■ **Your task**: Give back the whole listing below exactly.

■ **Records supplied**:
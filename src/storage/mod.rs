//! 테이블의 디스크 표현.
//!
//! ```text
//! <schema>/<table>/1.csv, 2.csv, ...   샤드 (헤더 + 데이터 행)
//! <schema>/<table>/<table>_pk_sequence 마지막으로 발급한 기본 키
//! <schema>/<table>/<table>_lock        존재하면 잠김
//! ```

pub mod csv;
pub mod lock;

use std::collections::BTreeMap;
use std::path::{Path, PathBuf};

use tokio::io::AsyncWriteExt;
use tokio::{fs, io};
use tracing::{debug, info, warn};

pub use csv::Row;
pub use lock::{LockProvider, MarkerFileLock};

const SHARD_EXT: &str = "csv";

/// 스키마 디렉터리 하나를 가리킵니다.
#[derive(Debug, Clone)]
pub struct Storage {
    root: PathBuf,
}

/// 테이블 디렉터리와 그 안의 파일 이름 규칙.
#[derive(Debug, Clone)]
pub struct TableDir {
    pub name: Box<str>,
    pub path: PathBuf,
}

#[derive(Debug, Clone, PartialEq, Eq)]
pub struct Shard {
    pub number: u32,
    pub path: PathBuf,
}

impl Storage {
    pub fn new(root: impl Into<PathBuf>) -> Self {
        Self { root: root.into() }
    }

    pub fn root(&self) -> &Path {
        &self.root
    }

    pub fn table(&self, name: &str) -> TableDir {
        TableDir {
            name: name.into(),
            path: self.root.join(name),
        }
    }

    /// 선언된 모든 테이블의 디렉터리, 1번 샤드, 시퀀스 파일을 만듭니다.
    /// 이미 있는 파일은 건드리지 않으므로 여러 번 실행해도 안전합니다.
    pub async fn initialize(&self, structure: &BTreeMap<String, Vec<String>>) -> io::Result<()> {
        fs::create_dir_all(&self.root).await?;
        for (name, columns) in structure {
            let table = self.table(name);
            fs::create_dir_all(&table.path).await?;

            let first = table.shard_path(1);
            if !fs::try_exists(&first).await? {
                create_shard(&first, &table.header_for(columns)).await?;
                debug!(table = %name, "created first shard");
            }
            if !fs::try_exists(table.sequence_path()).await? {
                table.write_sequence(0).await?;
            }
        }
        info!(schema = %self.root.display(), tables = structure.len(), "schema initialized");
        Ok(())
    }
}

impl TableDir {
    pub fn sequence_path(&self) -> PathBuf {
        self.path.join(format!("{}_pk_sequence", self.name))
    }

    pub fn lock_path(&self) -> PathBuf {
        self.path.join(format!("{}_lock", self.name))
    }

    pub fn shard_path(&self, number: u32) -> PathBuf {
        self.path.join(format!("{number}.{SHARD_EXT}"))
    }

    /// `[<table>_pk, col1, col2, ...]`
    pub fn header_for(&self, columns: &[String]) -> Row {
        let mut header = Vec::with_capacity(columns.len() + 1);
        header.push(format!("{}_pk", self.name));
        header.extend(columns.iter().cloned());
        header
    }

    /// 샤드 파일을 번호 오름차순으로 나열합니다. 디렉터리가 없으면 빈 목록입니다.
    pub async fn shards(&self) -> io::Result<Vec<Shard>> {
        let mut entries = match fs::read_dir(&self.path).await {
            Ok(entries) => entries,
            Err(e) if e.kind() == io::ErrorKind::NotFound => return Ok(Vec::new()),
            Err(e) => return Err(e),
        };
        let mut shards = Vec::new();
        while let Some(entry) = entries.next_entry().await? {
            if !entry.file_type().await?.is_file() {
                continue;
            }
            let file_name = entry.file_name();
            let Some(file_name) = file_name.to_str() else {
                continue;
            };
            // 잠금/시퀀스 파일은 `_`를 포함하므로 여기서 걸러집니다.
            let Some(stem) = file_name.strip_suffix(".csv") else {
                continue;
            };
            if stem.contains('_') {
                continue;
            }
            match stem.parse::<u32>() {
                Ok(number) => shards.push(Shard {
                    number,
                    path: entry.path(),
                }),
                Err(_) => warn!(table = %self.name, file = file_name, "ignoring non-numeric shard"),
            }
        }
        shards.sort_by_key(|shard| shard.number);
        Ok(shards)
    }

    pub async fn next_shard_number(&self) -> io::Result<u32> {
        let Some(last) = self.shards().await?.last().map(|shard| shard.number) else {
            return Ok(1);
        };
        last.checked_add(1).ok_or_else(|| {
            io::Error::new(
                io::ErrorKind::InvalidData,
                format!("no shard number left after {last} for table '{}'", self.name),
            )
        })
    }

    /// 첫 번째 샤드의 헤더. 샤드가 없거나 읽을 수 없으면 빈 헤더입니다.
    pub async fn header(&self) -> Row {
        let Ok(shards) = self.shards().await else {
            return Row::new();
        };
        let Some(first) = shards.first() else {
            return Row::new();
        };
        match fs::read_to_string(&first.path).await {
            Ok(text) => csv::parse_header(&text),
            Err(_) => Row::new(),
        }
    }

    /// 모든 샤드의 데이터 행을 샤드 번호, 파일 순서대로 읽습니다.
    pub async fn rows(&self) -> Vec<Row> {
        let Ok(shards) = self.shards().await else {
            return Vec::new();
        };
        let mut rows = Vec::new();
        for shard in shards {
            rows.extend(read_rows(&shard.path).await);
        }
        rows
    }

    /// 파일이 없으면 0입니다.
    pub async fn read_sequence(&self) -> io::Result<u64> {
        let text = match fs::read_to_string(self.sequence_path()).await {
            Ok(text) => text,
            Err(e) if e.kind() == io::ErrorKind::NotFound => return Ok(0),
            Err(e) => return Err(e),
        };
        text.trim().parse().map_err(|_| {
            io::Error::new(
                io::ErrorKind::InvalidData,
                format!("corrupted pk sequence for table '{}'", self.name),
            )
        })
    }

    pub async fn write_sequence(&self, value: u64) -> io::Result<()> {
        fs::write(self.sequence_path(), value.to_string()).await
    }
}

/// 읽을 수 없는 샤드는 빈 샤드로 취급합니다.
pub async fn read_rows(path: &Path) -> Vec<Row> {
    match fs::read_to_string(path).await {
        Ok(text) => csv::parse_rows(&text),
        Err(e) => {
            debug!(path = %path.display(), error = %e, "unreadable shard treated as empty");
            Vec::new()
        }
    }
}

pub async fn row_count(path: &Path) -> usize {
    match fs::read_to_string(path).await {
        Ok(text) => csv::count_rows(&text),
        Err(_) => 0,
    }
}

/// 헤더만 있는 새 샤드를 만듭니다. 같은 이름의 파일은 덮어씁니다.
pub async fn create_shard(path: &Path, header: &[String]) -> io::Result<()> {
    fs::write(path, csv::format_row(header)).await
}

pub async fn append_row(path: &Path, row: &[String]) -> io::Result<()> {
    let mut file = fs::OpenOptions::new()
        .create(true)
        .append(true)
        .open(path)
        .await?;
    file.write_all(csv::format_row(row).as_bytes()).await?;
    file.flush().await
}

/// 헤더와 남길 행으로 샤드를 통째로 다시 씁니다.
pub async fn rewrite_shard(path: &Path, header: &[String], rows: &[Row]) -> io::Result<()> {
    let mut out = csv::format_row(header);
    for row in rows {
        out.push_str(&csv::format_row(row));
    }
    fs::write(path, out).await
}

■ **Result of the exercise**:
filename src/storage/mod.rs
//! 테이블의 디스크 표현.
//!
//! ```text
//! <schema>/<table>/1.csv, 2.csv, ...   샤드 (헤더 + 데이터 행)
//! <schema>/<table>/<table>_pk_sequence 마지막으로 발급한 기본 키
//! <schema>/<table>/<table>_lock        존재하면 잠김
//! ```

pub mod csv;
pub mod lock;

use std::collections::BTreeMap;
use std::path::{Path, PathBuf};

use tokio::io::AsyncWriteExt;
use tokio::{fs, io};
use tracing::{debug, info, warn};

pub use csv::Row;
pub use lock::{LockProvider, MarkerFileLock};

const SHARD_EXT: &str = "csv";

/// 스키마 디렉터리 하나를 가리킵니다.
#[derive(Debug, Clone)]
pub struct Storage {
    root: PathBuf,
}

/// 테이블 디렉터리와 그 안의 파일 이름 규칙.
#[derive(Debug, Clone)]
pub struct TableDir {
    pub name: Box<str>,
    pub path: PathBuf,
}

#[derive(Debug, Clone, PartialEq, Eq)]
pub struct Shard {
    pub number: u32,
    pub path: PathBuf,
}

impl Storage {
    pub fn new(root: impl Into<PathBuf>) -> Self {
        Self { root: root.into() }
    }

    pub fn root(&self) -> &Path {
        &self.root
    }

    pub fn table(&self, name: &str) -> TableDir {
        TableDir {
            name: name.into(),
            path: self.root.join(name),
        }
    }

    /// 선언된 모든 테이블의 디렉터리, 1번 샤드, 시퀀스 파일을 만듭니다.
    /// 이미 있는 파일은 건드리지 않으므로 여러 번 실행해도 안전합니다.
    pub async fn initialize(&self, structure: &BTreeMap<String, Vec<String>>) -> io::Result<()> {
        fs::create_dir_all(&self.root).await?;
        for (name, columns) in structure {
            let table = self.table(name);
            fs::create_dir_all(&table.path).await?;

            let first = table.shard_path(1);
            if !fs::try_exists(&first).await? {
                create_shard(&first, &table.header_for(columns)).await?;
                debug!(table = %name, "created first shard");
            }
            if !fs::try_exists(table.sequence_path()).await? {
                table.write_sequence(0).await?;
            }
        }
        info!(schema = %self.root.display(), tables = structure.len(), "schema initialized");
        Ok(())
    }
}

impl TableDir {
    pub fn sequence_path(&self) -> PathBuf {
        self.path.join(format!("{}_pk_sequence", self.name))
    }

    pub fn lock_path(&self) -> PathBuf {
        self.path.join(format!("{}_lock", self.name))
    }

    pub fn shard_path(&self, number: u32) -> PathBuf {
        self.path.join(format!("{number}.{SHARD_EXT}"))
    }

    /// `[<table>_pk, col1, col2, ...]`
    pub fn header_for(&self, columns: &[String]) -> Row {
        let mut header = Vec::with_capacity(columns.len() + 1);
        header.push(format!("{}_pk", self.name));
        header.extend(columns.iter().cloned());
        header
    }

    /// 샤드 파일을 번호 오름차순으로 나열합니다. 디렉터리가 없으면 빈 목록입니다.
    pub async fn shards(&self) -> io::Result<Vec<Shard>> {
        let mut entries = match fs::read_dir(&self.path).await {
            Ok(entries) => entries,
            Err(e) if e.kind() == io::ErrorKind::NotFound => return Ok(Vec::new()),
            Err(e) => return Err(e),
        };
        let mut shards = Vec::new();
        while let Some(entry) = entries.next_entry().await? {
            if !entry.file_type().await?.is_file() {
                continue;
            }
            let file_name = entry.file_name();
            let Some(file_name) = file_name.to_str() else {
                continue;
            };
            // 잠금/시퀀스 파일은 `_`를 포함하므로 여기서 걸러집니다.
            let Some(stem) = file_name.strip_suffix(".csv") else {
                continue;
            };
            if stem.contains('_') {
                continue;
            }
            match stem.parse::<u32>() {
                Ok(number) => shards.push(Shard {
                    number,
                    path: entry.path(),
                }),
                Err(_) => warn!(table = %self.name, file = file_name, "ignoring non-numeric shard"),
            }
        }
        shards.sort_by_key(|shard| shard.number);
        Ok(shards)
    }

    pub async fn next_shard_number(&self) -> io::Result<u32> {
        let Some(last) = self.shards().await?.last().map(|shard| shard.number) else {
            return Ok(1);
        };
        last.checked_add(1).ok_or_else(|| {
            io::Error::new(
                io::ErrorKind::InvalidData,
                format!("no shard number left after {last} for table '{}'", self.name),
            )
        })
    }

    /// 첫 번째 샤드의 헤더. 샤드가 없거나 읽을 수 없으면 빈 헤더입니다.
    pub async fn header(&self) -> Row {
        let Ok(shards) = self.shards().await else {
            return Row::new();
        };
        let Some(first) = shards.first() else {
            return Row::new();
        };
        match fs::read_to_string(&first.path).await {
            Ok(text) => csv::parse_header(&text),
            Err(_) => Row::new(),
        }
    }

    /// 모든 샤드의 데이터 행을 샤드 번호, 파일 순서대로 읽습니다.
    pub async fn rows(&self) -> Vec<Row> {
        let Ok(shards) = self.shards().await else {
            return Vec::new();
        };
        let mut rows = Vec::new();
        for shard in shards {
            rows.extend(read_rows(&shard.path).await);
        }
        rows
    }

    /// 파일이 없으면 0입니다.
    pub async fn read_sequence(&self) -> io::Result<u64> {
        let text = match fs::read_to_string(self.sequence_path()).await {
            Ok(text) => text,
            Err(e) if e.kind() == io::ErrorKind::NotFound => return Ok(0),
            Err(e) => return Err(e),
        };
        text.trim().parse().map_err(|_| {
            io::Error::new(
                io::ErrorKind::InvalidData,
                format!("corrupted pk sequence for table '{}'", self.name),
            )
        })
    }

    pub async fn write_sequence(&self, value: u64) -> io::Result<()> {
        fs::write(self.sequence_path(), value.to_string()).await
    }
}

/// 읽을 수 없는 샤드는 빈 샤드로 취급합니다.
pub async fn read_rows(path: &Path) -> Vec<Row> {
    match fs::read_to_string(path).await {
        Ok(text) => csv::parse_rows(&text),
        Err(e) => {
            debug!(path = %path.display(), error = %e, "unreadable shard treated as empty");
            Vec::new()
        }
    }
}

pub async fn row_count(path: &Path) -> usize {
    match fs::read_to_string(path).await {
        Ok(text) => csv::count_rows(&text),
        Err(_) => 0,
    }
}

/// 헤더만 있는 새 샤드를 만듭니다. 같은 이름의 파일은 덮어씁니다.
pub async fn create_shard(path: &Path, header: &[String]) -> io::Result<()> {
    fs::write(path, csv::format_row(header)).await
}

pub async fn append_row(path: &Path, row: &[String]) -> io::Result<()> {
    let mut file = fs::OpenOptions::new()
        .create(true)
        .append(true)
        .open(path)
        .await?;
    file.write_all(csv::format_row(row).as_bytes()).await?;
    file.flush().await
}

/// 헤더와 남길 행으로 샤드를 통째로 다시 씁니다.
pub async fn rewrite_shard(path: &Path, header: &[String], rows: &[Row]) -> io::Result<()> {
    let mut out = csv::format_row(header);
    for row in rows {
        out.push_str(&csv::format_row(row));
    }
    fs::write(path, out).await
}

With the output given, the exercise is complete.